Collected data:
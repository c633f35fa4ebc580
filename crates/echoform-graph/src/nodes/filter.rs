use crate::buffer::StereoBuffer;
use crate::node::{AudioNode, BlockContext};
use crate::param::AudioParam;
use biquad::{Biquad, Coefficients, DirectForm2Transposed, ToHertz, Type};
use echoform_spec::{NodeType, ParamValue};

#[derive(Debug, Clone, Copy, PartialEq, Eq)]
enum Response {
    LowPass,
    HighPass,
    BandPass,
    Notch,
}

impl Response {
    fn parse(name: &str) -> Self {
        match name {
            "highpass" => Self::HighPass,
            "bandpass" => Self::BandPass,
            "notch" => Self::Notch,
            _ => Self::LowPass,
        }
    }

    fn name(self) -> &'static str {
        match self {
            Self::LowPass => "lowpass",
            Self::HighPass => "highpass",
            Self::BandPass => "bandpass",
            Self::Notch => "notch",
        }
    }

    fn biquad_type(self) -> Type<f32> {
        match self {
            Self::LowPass => Type::LowPass,
            Self::HighPass => Type::HighPass,
            Self::BandPass => Type::BandPass,
            Self::Notch => Type::Notch,
        }
    }
}

/// Stereo biquad filter backed by the `biquad` crate.
#[derive(Debug, Clone)]
pub struct Filter {
    response: Response,
    frequency: AudioParam,
    q: AudioParam,
    sample_rate: f32,
    left: DirectForm2Transposed<f32>,
    right: DirectForm2Transposed<f32>,
    last: (f32, f32),
    freq_scratch: Vec<f32>,
    q_scratch: Vec<f32>,
}

impl Filter {
    /// Default low-pass at 1 kHz.
    pub fn new(sample_rate: f32) -> Self {
        let frequency = super::default_param(NodeType::Filter, "frequency");
        let q = super::default_param(NodeType::Filter, "q");
        let coeffs = design(Response::LowPass, sample_rate, frequency.base_value(), q.base_value())
            .unwrap_or_else(passthrough);
        Self {
            response: Response::LowPass,
            last: (frequency.base_value(), q.base_value()),
            frequency,
            q,
            sample_rate,
            left: DirectForm2Transposed::<f32>::new(coeffs),
            right: DirectForm2Transposed::<f32>::new(coeffs),
            freq_scratch: Vec::new(),
            q_scratch: Vec::new(),
        }
    }

    fn update(&mut self, frequency: f32, q: f32) {
        if let Some(coeffs) = design(self.response, self.sample_rate, frequency, q) {
            self.left.update_coefficients(coeffs);
            self.right.update_coefficients(coeffs);
        }
        self.last = (frequency, q);
    }
}

fn passthrough() -> Coefficients<f32> {
    Coefficients {
        a1: 0.0,
        a2: 0.0,
        b0: 1.0,
        b1: 0.0,
        b2: 0.0,
    }
}

/// Coefficients for the response, with the cutoff kept below Nyquist.
fn design(
    response: Response,
    sample_rate: f32,
    frequency: f32,
    q: f32,
) -> Option<Coefficients<f32>> {
    let f0 = frequency.clamp(1.0, sample_rate * 0.49);
    Coefficients::<f32>::from_params(
        response.biquad_type(),
        sample_rate.hz(),
        f0.hz(),
        q.max(0.01),
    )
    .ok()
}

impl AudioNode for Filter {
    fn node_type(&self) -> NodeType {
        NodeType::Filter
    }

    fn param(&self, name: &str) -> Option<&AudioParam> {
        match name {
            "frequency" => Some(&self.frequency),
            "q" => Some(&self.q),
            _ => None,
        }
    }

    fn param_mut(&mut self, name: &str) -> Option<&mut AudioParam> {
        match name {
            "frequency" => Some(&mut self.frequency),
            "q" => Some(&mut self.q),
            _ => None,
        }
    }

    fn set_option(&mut self, name: &str, value: &ParamValue) {
        if name == "type" {
            self.response = Response::parse(value.as_str().unwrap_or("lowpass"));
            let (f, q) = self.last;
            self.update(f, q);
        }
    }

    fn option(&self, name: &str) -> Option<ParamValue> {
        (name == "type").then(|| ParamValue::Text(self.response.name().to_string()))
    }

    fn process(&mut self, ctx: &BlockContext, input: &StereoBuffer, output: &mut StereoBuffer) {
        self.freq_scratch.resize(ctx.frames, 0.0);
        self.q_scratch.resize(ctx.frames, 0.0);
        let start = ctx.start_time();
        self.frequency.fill(start, ctx.sample_rate, &mut self.freq_scratch);
        self.q.fill(start, ctx.sample_rate, &mut self.q_scratch);

        for i in 0..ctx.frames {
            let (f, q) = (self.freq_scratch[i], self.q_scratch[i]);
            if f != self.last.0 || q != self.last.1 {
                self.update(f, q);
            }
            output.left[i] = self.left.run(input.left[i]);
            output.right[i] = self.right.run(input.right[i]);
        }
    }

    fn reset(&mut self) {
        self.left.reset_state();
        self.right.reset_state();
    }
}

#[cfg(test)]
mod tests {
    use super::*;

    fn rms(samples: &[f32]) -> f32 {
        (samples.iter().map(|s| s * s).sum::<f32>() / samples.len() as f32).sqrt()
    }

    fn tone(freq: f32, sr: f32, n: usize) -> StereoBuffer {
        let mut b = StereoBuffer::new(n);
        for i in 0..n {
            let s = (i as f32 * freq * std::f32::consts::TAU / sr).sin();
            b.left[i] = s;
            b.right[i] = s;
        }
        b
    }

    #[test]
    fn lowpass_attenuates_highs() {
        let sr = 48000.0;
        let ctx = BlockContext {
            sample_rate: sr,
            start_frame: 0,
            frames: 4800,
        };
        let mut f = Filter::new(sr);
        f.frequency.set_value(200.0);
        let mut out = StereoBuffer::new(4800);
        f.process(&ctx, &tone(8000.0, sr, 4800), &mut out);
        assert!(rms(&out.left[2400..]) < 0.05);

        f.reset();
        f.set_option("type", &"highpass".into());
        f.process(&ctx, &tone(8000.0, sr, 4800), &mut out);
        assert!(rms(&out.left[2400..]) > 0.6);
        assert_eq!(f.option("type"), Some(ParamValue::Text("highpass".into())));
    }

    #[test]
    fn cutoff_above_nyquist_is_clamped() {
        assert!(design(Response::LowPass, 8000.0, 20000.0, 0.7).is_some());
    }
}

What you will do: For every entry above, give it back exactly as written.

Task solution:
repository c633f35fa4ebc580
filename crates/echoform-graph/src/nodes/filter.rs
use crate::buffer::StereoBuffer;
use crate::node::{AudioNode, BlockContext};
use crate::param::AudioParam;
use biquad::{Biquad, Coefficients, DirectForm2Transposed, ToHertz, Type};
use echoform_spec::{NodeType, ParamValue};

#[derive(Debug, Clone, Copy, PartialEq, Eq)]
enum Response {
    LowPass,
    HighPass,
    BandPass,
    Notch,
}

impl Response {
    fn parse(name: &str) -> Self {
        match name {
            "highpass" => Self::HighPass,
            "bandpass" => Self::BandPass,
            "notch" => Self::Notch,
            _ => Self::LowPass,
        }
    }

    fn name(self) -> &'static str {
        match self {
            Self::LowPass => "lowpass",
            Self::HighPass => "highpass",
            Self::BandPass => "bandpass",
            Self::Notch => "notch",
        }
    }

    fn biquad_type(self) -> Type<f32> {
        match self {
            Self::LowPass => Type::LowPass,
            Self::HighPass => Type::HighPass,
            Self::BandPass => Type::BandPass,
            Self::Notch => Type::Notch,
        }
    }
}

/// Stereo biquad filter backed by the `biquad` crate.
#[derive(Debug, Clone)]
pub struct Filter {
    response: Response,
    frequency: AudioParam,
    q: AudioParam,
    sample_rate: f32,
    left: DirectForm2Transposed<f32>,
    right: DirectForm2Transposed<f32>,
    last: (f32, f32),
    freq_scratch: Vec<f32>,
    q_scratch: Vec<f32>,
}

impl Filter {
    /// Default low-pass at 1 kHz.
    pub fn new(sample_rate: f32) -> Self {
        let frequency = super::default_param(NodeType::Filter, "frequency");
        let q = super::default_param(NodeType::Filter, "q");
        let coeffs = design(Response::LowPass, sample_rate, frequency.base_value(), q.base_value())
            .unwrap_or_else(passthrough);
        Self {
            response: Response::LowPass,
            last: (frequency.base_value(), q.base_value()),
            frequency,
            q,
            sample_rate,
            left: DirectForm2Transposed::<f32>::new(coeffs),
            right: DirectForm2Transposed::<f32>::new(coeffs),
            freq_scratch: Vec::new(),
            q_scratch: Vec::new(),
        }
    }

    fn update(&mut self, frequency: f32, q: f32) {
        if let Some(coeffs) = design(self.response, self.sample_rate, frequency, q) {
            self.left.update_coefficients(coeffs);
            self.right.update_coefficients(coeffs);
        }
        self.last = (frequency, q);
    }
}

fn passthrough() -> Coefficients<f32> {
    Coefficients {
        a1: 0.0,
        a2: 0.0,
        b0: 1.0,
        b1: 0.0,
        b2: 0.0,
    }
}

/// Coefficients for the response, with the cutoff kept below Nyquist.
fn design(
    response: Response,
    sample_rate: f32,
    frequency: f32,
    q: f32,
) -> Option<Coefficients<f32>> {
    let f0 = frequency.clamp(1.0, sample_rate * 0.49);
    Coefficients::<f32>::from_params(
        response.biquad_type(),
        sample_rate.hz(),
        f0.hz(),
        q.max(0.01),
    )
    .ok()
}

impl AudioNode for Filter {
    fn node_type(&self) -> NodeType {
        NodeType::Filter
    }

    fn param(&self, name: &str) -> Option<&AudioParam> {
        match name {
            "frequency" => Some(&self.frequency),
            "q" => Some(&self.q),
            _ => None,
        }
    }

    fn param_mut(&mut self, name: &str) -> Option<&mut AudioParam> {
        match name {
            "frequency" => Some(&mut self.frequency),
            "q" => Some(&mut self.q),
            _ => None,
        }
    }

    fn set_option(&mut self, name: &str, value: &ParamValue) {
        if name == "type" {
            self.response = Response::parse(value.as_str().unwrap_or("lowpass"));
            let (f, q) = self.last;
            self.update(f, q);
        }
    }

    fn option(&self, name: &str) -> Option<ParamValue> {
        (name == "type").then(|| ParamValue::Text(self.response.name().to_string()))
    }

    fn process(&mut self, ctx: &BlockContext, input: &StereoBuffer, output: &mut StereoBuffer) {
        self.freq_scratch.resize(ctx.frames, 0.0);
        self.q_scratch.resize(ctx.frames, 0.0);
        let start = ctx.start_time();
        self.frequency.fill(start, ctx.sample_rate, &mut self.freq_scratch);
        self.q.fill(start, ctx.sample_rate, &mut self.q_scratch);

        for i in 0..ctx.frames {
            let (f, q) = (self.freq_scratch[i], self.q_scratch[i]);
            if f != self.last.0 || q != self.last.1 {
                self.update(f, q);
            }
            output.left[i] = self.left.run(input.left[i]);
            output.right[i] = self.right.run(input.right[i]);
        }
    }

    fn reset(&mut self) {
        self.left.reset_state();
        self.right.reset_state();
    }
}

#[cfg(test)]
mod tests {
    use super::*;

    fn rms(samples: &[f32]) -> f32 {
        (samples.iter().map(|s| s * s).sum::<f32>() / samples.len() as f32).sqrt()
    }

    fn tone(freq: f32, sr: f32, n: usize) -> StereoBuffer {
        let mut b = StereoBuffer::new(n);
        for i in 0..n {
            let s = (i as f32 * freq * std::f32::consts::TAU / sr).sin();
            b.left[i] = s;
            b.right[i] = s;
        }
        b
    }

    #[test]
    fn lowpass_attenuates_highs() {
        let sr = 48000.0;
        let ctx = BlockContext {
            sample_rate: sr,
            start_frame: 0,
            frames: 4800,
        };
        let mut f = Filter::new(sr);
        f.frequency.set_value(200.0);
        let mut out = StereoBuffer::new(4800);
        f.process(&ctx, &tone(8000.0, sr, 4800), &mut out);
        assert!(rms(&out.left[2400..]) < 0.05);

        f.reset();
        f.set_option("type", &"highpass".into());
        f.process(&ctx, &tone(8000.0, sr, 4800), &mut out);
        assert!(rms(&out.left[2400..]) > 0.6);
        assert_eq!(f.option("type"), Some(ParamValue::Text("highpass".into())));
    }

    #[test]
    fn cutoff_above_nyquist_is_clamped() {
        assert!(design(Response::LowPass, 8000.0, 20000.0, 0.7).is_some());
    }
}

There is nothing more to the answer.